Es gibt Tiere, welche allein schon durch die Geschwindigkeit ihrer Fortbewegung nie artgerecht gehalten werden können. Dazu gehören für mich eindeutig Wesen wie die Orcas und Delphine. Mit einer Geschwindigkeit von 55 Stundenkilometer bewegen sie sich durch die Meere und legen täglich grosse Strecken zurück. Sie springen aus dem Wasser und tauchen mehre hundert Meter tief. Keine Seaworld-Anlage und kein Delphinarium der Welt können diesen Lebensweisen gerecht werden. Sie sind für diese Wesen nicht mehr als ein Minischwimmbad.

Orcas und Delphine besitzen eine hohe Intelligenz, welche der Mensch mit seinen Dressuren schamlos ausnutzt. Der einzige Weg, die Haltung dieser Tiere in Anlagen wie Seaword oder Delphinarien zu stoppen, ist der, dass man solche Orte meidet.

Für die Angehörigen der Trainerin ist dieser Unfall bestimmt eine Tragödie, sie haben mein Mitgefühl. Gemäss Aussage von Wikipedia sind keine Angriffe durch Orcas auf Menschen dokumentiert. Deshalb hat für mich dieser Unfall eine Bedeutung. Tilikum hat mich und bestimmt noch viele Menschen mehr, auf etwas aufmerksam gemacht, das schon lange nicht mehr in dieser Form sein sollte. Es gäbe bestimmt andere Wege, diese wunderbaren „Flieger“ des Meeres den Menschen näher zu bringen. Sie sind gerne in der Gesellschaft des Menschen, das zeigen mehrere Begegnungen mit diesen Tieren in freier Wildbahn. Nur hätten sie dazu gerne eine Wahl.

(Bilderquelle: google)

Michèle Roncaglioni

Tierkommunikation mit Tilikum

ein Kommentar zu“ Delphinarien / Seaworld ”

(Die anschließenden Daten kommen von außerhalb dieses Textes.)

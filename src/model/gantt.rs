// SPDX-FileCopyrightText: 2026 Bruno Meilick
// SPDX-License-Identifier: LicenseRef-Textmap-FreeUse-NoCopy-NoDerivatives
//
// All rights reserved.
//
// This file is part of Textmap and is proprietary software.
// Unauthorized copying, modification, or distribution is prohibited.

use schemars::JsonSchema;
use serde::{Deserialize, Serialize};

/// Gantt chart spanning `from..to`.
///
/// Dates are kept as the editor wrote them (`YYYY-MM-DD`) and are emitted verbatim.
#[derive(Debug, Clone, PartialEq, Eq, Default, Serialize, Deserialize, JsonSchema)]
#[serde(rename_all = "camelCase")]
pub struct GanttChart {
    pub from: String,
    pub to: String,
    #[serde(default)]
    pub chart_items: Vec<ChartItem>,
}

/// A section of the chart grouping related schedules.
#[derive(Debug, Clone, PartialEq, Eq, Default, Serialize, Deserialize, JsonSchema)]
pub struct ChartItem {
    pub title: String,
    #[serde(default)]
    pub schedules: Vec<Schedule>,
}

impl ChartItem {
    pub fn new(title: impl Into<String>, schedules: Vec<Schedule>) -> Self {
        Self { title: title.into(), schedules }
    }
}

#[derive(Debug, Clone, PartialEq, Eq, Default, Serialize, Deserialize, JsonSchema)]
pub struct Schedule {
    pub from: String,
    pub to: String,
    pub title: String,
}

impl Schedule {
    pub fn new(title: impl Into<String>, from: impl Into<String>, to: impl Into<String>) -> Self {
        Self { from: from.into(), to: to.into(), title: title.into() }
    }
}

  1. # 1 RAINBOW schreibt:

    Liebe Michèle,

    jedes Lebewesen sollte FREI wählen können, wie es leben will. Wir Menschen halten es auch nur bis zu einer gewissen Grenze aus, dann wehren wir uns auf eine uns eigene Art – durch Angriff oder Flucht – verbal oder körperlich.
    Du hast mir mit Deinen Beiträgen das Verständnis für die Tiere näher gebracht und die Möglichkeit gezeigt, dass wir Menschen mit Tieren richtig kommunizieren können, wenn wir sie verstehen wollen.
    Sicher hat Tilikum schon lange Signale ausgesendet, die Überschreitung seiner Grenzen kommuniziert. Irgendwann ist das Maß voll und es bleibt nur noch Angriff, wenn keine Flucht möglich ist.
    Mit den Tieren spielen ist nicht das Gleiche, wie sie zu dressieren – wir sollten dabei überlegen, ob es uns angenehm ist, wenn Mensch dressiert und entmündigt wird.
    Tierpfleger sollten das wissen und respektieren.